══ AVAILABLE RECORDS

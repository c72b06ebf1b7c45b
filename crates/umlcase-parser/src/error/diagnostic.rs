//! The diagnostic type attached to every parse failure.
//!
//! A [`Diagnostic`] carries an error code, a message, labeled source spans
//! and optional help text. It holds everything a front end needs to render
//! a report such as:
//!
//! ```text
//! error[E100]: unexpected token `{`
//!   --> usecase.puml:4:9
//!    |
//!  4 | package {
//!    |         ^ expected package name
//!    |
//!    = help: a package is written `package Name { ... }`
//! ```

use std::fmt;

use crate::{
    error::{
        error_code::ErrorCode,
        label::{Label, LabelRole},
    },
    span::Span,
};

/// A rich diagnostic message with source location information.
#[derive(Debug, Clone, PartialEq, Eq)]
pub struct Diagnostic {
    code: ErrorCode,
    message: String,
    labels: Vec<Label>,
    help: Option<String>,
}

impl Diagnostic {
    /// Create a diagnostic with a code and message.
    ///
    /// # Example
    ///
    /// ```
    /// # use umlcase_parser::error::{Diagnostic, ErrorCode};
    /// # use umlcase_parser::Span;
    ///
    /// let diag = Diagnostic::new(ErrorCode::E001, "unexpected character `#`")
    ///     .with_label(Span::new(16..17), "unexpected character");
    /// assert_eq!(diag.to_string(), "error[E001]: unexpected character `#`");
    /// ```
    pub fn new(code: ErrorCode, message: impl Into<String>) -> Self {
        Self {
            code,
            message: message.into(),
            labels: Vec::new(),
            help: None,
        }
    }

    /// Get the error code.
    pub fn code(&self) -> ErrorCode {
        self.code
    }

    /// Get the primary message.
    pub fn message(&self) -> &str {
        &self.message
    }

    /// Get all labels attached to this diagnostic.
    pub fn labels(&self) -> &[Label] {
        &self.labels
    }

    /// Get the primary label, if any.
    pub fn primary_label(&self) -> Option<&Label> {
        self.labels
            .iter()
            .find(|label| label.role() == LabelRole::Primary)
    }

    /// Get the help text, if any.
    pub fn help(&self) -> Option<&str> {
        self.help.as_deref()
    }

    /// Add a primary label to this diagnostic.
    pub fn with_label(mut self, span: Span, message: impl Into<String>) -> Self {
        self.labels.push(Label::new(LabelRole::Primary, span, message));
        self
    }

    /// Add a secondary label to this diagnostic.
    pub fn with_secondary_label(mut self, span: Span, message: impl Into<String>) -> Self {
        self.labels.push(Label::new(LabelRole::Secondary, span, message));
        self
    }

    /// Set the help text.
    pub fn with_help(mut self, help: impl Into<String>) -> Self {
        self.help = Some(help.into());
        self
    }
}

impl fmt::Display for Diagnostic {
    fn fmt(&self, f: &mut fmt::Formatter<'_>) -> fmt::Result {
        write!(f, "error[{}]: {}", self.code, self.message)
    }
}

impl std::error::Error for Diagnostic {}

════
══ AVAILABLE RECORDS

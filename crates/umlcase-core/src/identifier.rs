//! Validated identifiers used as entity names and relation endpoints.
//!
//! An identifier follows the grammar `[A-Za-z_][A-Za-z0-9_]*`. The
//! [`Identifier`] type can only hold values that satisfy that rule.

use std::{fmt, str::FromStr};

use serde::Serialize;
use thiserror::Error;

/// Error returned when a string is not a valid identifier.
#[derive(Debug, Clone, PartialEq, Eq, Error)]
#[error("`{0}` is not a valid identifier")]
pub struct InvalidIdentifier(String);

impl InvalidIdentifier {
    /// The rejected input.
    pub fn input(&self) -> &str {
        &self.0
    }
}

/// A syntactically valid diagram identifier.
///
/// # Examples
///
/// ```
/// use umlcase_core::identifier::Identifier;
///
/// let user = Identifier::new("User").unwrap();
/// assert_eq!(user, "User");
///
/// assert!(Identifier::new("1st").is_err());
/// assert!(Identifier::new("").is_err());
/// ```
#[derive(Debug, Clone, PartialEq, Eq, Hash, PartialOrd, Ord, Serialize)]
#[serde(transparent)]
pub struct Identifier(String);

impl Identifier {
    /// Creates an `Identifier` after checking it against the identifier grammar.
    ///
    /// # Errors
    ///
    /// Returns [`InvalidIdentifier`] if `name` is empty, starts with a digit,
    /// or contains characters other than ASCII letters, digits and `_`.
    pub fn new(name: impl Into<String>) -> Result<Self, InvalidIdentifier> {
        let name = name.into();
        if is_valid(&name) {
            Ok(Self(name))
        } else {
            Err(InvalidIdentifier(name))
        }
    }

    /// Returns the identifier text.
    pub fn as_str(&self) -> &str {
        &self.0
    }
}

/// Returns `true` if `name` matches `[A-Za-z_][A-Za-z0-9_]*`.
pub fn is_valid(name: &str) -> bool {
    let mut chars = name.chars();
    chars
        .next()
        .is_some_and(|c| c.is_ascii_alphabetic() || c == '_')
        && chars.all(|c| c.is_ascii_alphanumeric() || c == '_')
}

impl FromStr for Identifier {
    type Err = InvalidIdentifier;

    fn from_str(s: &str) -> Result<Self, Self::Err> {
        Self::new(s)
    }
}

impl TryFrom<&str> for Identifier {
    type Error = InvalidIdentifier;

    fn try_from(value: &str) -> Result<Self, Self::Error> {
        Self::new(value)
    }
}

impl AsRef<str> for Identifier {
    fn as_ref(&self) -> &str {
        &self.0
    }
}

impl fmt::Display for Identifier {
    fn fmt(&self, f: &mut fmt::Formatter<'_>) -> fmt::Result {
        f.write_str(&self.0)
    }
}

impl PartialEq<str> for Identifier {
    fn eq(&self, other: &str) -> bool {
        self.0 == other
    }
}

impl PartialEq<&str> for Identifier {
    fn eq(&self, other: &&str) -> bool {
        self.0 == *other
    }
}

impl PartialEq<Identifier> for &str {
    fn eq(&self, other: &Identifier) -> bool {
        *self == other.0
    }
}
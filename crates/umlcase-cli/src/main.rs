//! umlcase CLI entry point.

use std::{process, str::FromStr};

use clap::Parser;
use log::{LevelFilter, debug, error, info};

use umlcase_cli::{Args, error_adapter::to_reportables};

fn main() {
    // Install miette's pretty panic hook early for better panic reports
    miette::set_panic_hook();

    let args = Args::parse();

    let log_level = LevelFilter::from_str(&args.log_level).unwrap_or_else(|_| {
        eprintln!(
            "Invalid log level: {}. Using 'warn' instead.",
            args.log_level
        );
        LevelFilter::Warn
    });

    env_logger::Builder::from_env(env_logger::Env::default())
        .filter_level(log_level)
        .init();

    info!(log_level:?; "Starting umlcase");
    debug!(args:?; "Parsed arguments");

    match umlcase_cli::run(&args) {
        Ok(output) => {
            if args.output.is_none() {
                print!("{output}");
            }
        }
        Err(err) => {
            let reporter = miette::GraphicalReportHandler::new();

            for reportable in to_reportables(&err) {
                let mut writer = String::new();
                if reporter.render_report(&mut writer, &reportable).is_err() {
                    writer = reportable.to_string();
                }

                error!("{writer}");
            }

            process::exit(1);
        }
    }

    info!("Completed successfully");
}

════
══ AVAILABLE RECORDS

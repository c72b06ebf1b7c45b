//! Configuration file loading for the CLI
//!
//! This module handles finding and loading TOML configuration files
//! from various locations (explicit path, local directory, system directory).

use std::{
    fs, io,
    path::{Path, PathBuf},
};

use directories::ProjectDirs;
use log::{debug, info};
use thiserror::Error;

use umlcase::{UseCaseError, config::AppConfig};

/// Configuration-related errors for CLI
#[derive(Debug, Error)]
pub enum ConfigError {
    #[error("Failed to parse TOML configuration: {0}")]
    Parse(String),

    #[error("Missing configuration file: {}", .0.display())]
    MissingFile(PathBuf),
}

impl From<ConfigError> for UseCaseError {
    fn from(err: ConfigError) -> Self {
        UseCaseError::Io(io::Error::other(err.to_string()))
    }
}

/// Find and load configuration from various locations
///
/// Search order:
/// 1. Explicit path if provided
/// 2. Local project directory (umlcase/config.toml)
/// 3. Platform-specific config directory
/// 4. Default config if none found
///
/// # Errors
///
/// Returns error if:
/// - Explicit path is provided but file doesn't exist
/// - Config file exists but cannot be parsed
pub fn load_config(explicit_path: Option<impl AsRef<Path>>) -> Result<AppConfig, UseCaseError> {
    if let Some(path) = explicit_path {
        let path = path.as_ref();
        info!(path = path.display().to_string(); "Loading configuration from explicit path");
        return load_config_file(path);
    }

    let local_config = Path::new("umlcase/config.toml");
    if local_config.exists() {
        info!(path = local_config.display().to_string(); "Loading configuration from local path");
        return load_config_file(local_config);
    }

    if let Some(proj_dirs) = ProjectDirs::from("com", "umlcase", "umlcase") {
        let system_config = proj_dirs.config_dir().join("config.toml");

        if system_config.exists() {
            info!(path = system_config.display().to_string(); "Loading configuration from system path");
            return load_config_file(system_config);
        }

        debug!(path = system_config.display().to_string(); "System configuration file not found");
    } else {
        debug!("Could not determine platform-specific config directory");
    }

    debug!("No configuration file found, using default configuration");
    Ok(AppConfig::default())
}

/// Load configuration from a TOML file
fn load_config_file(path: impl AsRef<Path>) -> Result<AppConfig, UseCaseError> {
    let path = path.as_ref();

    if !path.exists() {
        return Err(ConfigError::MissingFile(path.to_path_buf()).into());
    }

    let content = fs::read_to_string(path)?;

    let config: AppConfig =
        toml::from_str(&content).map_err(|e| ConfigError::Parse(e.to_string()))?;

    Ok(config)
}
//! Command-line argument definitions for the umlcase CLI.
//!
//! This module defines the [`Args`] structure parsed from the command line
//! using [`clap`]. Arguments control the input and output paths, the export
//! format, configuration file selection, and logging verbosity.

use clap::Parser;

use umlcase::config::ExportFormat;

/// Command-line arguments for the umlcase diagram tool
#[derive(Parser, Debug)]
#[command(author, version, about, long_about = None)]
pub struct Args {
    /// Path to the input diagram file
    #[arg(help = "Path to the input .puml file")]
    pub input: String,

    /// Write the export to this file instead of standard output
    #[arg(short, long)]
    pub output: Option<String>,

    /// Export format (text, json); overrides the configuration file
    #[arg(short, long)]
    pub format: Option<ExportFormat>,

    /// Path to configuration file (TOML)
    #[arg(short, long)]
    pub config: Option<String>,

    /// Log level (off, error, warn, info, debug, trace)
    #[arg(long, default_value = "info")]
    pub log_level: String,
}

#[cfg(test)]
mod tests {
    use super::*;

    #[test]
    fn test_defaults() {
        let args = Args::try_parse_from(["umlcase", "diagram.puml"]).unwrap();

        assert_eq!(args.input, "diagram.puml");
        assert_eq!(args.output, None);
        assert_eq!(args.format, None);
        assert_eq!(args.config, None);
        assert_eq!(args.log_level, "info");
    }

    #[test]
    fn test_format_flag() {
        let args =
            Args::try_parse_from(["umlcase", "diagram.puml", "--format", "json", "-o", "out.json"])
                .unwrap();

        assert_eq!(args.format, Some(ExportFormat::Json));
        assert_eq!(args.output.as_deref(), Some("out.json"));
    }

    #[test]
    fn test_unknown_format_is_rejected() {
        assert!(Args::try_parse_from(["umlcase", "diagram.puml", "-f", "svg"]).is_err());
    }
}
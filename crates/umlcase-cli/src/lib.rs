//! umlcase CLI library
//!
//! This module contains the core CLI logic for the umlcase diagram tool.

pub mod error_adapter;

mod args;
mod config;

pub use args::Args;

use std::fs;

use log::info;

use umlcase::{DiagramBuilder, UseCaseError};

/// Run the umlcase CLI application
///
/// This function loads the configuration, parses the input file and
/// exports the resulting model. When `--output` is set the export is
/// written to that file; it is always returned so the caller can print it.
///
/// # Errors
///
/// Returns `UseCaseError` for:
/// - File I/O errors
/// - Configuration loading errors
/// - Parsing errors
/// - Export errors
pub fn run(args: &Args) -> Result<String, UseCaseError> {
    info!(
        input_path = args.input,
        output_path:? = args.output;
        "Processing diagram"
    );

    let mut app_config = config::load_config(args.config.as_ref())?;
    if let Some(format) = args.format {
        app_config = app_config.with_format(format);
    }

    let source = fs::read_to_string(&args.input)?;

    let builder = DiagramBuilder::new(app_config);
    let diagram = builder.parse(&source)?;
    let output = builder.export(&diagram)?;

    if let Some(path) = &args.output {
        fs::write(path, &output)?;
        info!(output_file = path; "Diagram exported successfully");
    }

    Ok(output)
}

════

**THE TASK**
Count every line in the entries above where the word "instead" appears; respond with the number alone.

**TASK RESPONSE**
2